Wherever a line below holds the word "LifecycleStore", copy that line.
Start of TASK MATERIAL
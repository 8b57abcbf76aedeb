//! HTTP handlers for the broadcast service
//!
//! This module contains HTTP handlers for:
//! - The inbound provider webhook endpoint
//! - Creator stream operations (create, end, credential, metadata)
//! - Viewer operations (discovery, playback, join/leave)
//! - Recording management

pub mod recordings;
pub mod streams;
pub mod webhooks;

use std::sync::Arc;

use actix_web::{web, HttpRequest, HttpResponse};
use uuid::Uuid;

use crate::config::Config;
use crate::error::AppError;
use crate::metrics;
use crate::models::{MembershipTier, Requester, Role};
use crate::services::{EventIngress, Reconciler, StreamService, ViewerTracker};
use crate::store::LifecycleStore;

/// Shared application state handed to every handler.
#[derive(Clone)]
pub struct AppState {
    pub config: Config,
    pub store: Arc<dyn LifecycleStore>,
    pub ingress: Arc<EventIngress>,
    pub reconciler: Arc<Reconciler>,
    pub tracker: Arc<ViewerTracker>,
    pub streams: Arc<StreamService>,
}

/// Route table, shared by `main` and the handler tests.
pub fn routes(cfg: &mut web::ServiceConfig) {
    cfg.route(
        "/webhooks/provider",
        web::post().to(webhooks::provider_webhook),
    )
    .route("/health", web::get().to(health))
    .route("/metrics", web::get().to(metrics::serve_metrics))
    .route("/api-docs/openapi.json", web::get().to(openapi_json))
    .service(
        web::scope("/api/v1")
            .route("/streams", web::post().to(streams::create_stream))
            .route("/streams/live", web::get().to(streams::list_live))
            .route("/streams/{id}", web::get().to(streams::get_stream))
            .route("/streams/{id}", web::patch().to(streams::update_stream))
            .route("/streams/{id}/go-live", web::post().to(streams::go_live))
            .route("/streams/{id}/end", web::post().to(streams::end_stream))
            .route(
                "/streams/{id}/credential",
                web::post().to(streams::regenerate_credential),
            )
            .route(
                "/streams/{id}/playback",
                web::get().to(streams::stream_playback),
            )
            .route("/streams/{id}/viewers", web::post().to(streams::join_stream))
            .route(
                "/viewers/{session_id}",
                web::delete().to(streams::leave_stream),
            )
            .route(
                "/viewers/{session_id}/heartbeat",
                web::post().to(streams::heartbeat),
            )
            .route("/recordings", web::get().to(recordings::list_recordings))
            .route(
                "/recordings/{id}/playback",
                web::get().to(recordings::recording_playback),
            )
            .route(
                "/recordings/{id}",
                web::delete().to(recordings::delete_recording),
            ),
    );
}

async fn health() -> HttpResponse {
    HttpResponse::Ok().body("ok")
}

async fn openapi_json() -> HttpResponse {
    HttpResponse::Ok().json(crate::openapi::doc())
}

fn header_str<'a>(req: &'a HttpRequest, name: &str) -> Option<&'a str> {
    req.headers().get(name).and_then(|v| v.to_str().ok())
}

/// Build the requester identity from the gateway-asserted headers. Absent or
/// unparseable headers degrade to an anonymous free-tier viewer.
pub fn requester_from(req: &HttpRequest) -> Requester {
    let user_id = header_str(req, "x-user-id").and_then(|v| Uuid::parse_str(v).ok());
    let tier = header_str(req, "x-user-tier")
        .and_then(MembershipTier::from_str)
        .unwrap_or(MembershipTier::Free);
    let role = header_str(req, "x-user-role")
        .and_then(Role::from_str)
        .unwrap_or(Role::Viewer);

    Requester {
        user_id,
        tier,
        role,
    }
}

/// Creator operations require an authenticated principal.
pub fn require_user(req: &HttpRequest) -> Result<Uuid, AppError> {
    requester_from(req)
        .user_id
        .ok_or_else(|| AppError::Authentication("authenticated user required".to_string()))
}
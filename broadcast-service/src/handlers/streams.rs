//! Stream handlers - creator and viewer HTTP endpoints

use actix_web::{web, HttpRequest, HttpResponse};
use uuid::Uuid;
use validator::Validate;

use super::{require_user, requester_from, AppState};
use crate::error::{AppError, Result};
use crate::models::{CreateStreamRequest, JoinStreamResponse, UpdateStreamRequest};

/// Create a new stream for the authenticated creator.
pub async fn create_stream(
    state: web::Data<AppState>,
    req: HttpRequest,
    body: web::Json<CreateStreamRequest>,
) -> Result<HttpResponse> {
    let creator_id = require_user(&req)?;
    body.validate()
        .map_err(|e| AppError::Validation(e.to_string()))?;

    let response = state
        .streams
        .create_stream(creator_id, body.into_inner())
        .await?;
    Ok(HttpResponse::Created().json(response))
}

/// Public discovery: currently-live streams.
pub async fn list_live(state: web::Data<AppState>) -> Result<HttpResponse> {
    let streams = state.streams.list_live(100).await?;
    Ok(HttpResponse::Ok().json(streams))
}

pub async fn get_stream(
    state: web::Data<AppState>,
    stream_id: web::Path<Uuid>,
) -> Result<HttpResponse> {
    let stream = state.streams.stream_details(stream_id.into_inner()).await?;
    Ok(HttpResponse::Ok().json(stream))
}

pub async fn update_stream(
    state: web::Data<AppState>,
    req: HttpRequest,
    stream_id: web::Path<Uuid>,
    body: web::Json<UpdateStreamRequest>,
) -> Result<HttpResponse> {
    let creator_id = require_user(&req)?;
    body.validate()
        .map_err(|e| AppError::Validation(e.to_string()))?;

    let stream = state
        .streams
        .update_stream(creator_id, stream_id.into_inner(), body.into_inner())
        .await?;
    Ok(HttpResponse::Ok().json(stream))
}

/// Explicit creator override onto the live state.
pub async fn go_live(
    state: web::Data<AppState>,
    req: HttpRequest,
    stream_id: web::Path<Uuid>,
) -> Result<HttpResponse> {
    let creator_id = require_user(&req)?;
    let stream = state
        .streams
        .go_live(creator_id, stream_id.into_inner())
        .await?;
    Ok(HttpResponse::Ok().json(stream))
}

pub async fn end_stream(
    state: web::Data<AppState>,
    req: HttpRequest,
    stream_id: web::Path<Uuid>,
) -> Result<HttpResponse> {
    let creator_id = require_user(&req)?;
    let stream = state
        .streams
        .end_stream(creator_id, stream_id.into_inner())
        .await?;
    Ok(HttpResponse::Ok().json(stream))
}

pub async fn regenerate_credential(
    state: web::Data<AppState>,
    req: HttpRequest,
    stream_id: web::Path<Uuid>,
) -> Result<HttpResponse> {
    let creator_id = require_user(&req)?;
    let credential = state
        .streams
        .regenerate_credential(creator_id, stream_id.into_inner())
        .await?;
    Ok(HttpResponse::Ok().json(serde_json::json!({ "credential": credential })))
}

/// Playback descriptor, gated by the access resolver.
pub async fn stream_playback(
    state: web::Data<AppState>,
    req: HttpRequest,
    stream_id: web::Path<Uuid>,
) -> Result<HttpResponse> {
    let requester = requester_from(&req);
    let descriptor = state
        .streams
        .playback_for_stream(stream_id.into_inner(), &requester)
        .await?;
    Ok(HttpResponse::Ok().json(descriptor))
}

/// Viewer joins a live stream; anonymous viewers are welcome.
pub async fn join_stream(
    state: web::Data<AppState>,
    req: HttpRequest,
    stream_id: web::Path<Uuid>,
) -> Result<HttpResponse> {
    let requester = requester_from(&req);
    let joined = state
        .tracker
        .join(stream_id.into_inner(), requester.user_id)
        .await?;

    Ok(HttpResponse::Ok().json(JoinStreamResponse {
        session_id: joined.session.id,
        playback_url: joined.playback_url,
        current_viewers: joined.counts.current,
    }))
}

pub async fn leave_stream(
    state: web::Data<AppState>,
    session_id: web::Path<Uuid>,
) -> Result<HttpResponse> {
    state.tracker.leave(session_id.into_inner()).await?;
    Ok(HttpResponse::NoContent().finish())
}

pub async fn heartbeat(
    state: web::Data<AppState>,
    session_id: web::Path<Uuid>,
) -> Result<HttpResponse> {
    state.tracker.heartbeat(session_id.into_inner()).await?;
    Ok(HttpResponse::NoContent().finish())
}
End of TASK MATERIAL
Start of TASK MATERIAL
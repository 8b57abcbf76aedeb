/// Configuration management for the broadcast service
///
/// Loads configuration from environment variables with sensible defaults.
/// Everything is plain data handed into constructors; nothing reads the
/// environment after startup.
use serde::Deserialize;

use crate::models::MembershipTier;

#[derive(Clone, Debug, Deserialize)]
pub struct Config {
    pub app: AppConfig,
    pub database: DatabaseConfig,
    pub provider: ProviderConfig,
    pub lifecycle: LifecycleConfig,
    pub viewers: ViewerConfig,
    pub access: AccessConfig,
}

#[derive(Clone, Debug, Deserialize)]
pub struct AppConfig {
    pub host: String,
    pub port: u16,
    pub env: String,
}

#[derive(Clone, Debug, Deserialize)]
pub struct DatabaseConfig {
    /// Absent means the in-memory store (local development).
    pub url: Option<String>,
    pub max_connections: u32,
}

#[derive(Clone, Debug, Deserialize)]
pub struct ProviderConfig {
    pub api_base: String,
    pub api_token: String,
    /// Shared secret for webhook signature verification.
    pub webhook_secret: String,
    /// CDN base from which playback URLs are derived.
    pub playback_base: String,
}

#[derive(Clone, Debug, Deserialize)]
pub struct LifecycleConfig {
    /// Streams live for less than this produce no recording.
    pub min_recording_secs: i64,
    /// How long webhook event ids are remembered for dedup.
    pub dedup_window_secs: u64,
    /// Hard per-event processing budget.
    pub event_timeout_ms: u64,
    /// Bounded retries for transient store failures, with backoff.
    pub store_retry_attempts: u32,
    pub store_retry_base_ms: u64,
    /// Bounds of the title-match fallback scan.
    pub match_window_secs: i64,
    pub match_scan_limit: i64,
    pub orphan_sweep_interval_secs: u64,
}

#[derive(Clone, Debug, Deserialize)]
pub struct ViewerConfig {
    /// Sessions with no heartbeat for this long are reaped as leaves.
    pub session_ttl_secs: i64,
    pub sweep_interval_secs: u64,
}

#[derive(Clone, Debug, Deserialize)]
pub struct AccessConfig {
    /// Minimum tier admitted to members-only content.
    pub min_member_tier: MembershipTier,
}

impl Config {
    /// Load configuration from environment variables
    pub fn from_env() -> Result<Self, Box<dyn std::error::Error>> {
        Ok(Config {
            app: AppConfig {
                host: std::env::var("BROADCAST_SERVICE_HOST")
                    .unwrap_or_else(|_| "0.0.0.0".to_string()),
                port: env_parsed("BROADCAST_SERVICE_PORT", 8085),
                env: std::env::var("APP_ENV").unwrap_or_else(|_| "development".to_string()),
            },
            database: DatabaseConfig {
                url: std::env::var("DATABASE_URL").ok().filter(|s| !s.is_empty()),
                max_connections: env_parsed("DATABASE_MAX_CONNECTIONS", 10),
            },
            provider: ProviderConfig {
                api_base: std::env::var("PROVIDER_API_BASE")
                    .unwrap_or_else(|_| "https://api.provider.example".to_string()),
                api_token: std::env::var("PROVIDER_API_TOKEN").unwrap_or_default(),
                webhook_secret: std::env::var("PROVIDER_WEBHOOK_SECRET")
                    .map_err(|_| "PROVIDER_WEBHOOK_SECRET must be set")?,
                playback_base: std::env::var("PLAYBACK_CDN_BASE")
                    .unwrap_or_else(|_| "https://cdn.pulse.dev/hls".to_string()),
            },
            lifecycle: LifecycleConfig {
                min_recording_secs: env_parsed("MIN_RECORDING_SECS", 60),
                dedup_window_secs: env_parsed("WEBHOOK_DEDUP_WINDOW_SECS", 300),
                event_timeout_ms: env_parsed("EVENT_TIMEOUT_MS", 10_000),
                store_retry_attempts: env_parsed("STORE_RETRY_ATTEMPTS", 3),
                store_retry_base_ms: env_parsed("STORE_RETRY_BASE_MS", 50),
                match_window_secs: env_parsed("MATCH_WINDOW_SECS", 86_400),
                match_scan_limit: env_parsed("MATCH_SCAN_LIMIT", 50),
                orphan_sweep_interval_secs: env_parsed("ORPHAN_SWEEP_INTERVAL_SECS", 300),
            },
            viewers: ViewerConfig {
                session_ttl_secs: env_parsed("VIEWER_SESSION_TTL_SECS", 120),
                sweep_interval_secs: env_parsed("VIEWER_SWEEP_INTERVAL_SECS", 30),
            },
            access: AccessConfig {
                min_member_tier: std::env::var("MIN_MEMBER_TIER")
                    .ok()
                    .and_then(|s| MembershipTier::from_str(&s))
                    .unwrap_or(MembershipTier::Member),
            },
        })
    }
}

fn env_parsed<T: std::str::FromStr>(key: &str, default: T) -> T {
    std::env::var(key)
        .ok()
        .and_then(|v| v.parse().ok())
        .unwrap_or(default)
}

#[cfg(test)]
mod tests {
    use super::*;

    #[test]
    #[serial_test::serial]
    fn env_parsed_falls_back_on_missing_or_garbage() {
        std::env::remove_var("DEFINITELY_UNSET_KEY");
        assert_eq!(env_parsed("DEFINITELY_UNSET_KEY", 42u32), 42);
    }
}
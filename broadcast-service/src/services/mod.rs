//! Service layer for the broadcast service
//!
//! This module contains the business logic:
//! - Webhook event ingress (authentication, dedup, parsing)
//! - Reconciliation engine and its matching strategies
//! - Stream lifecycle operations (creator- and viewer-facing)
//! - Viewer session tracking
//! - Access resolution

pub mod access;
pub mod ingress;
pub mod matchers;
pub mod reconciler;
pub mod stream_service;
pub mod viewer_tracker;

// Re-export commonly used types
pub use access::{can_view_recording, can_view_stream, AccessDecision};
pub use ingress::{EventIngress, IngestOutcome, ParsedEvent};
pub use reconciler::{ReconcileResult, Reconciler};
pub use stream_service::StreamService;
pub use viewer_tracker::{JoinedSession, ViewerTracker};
End of TASK MATERIAL
YOUR RESPONSE:
use crate::store::LifecycleStore;
    pub store: Arc<dyn LifecycleStore>,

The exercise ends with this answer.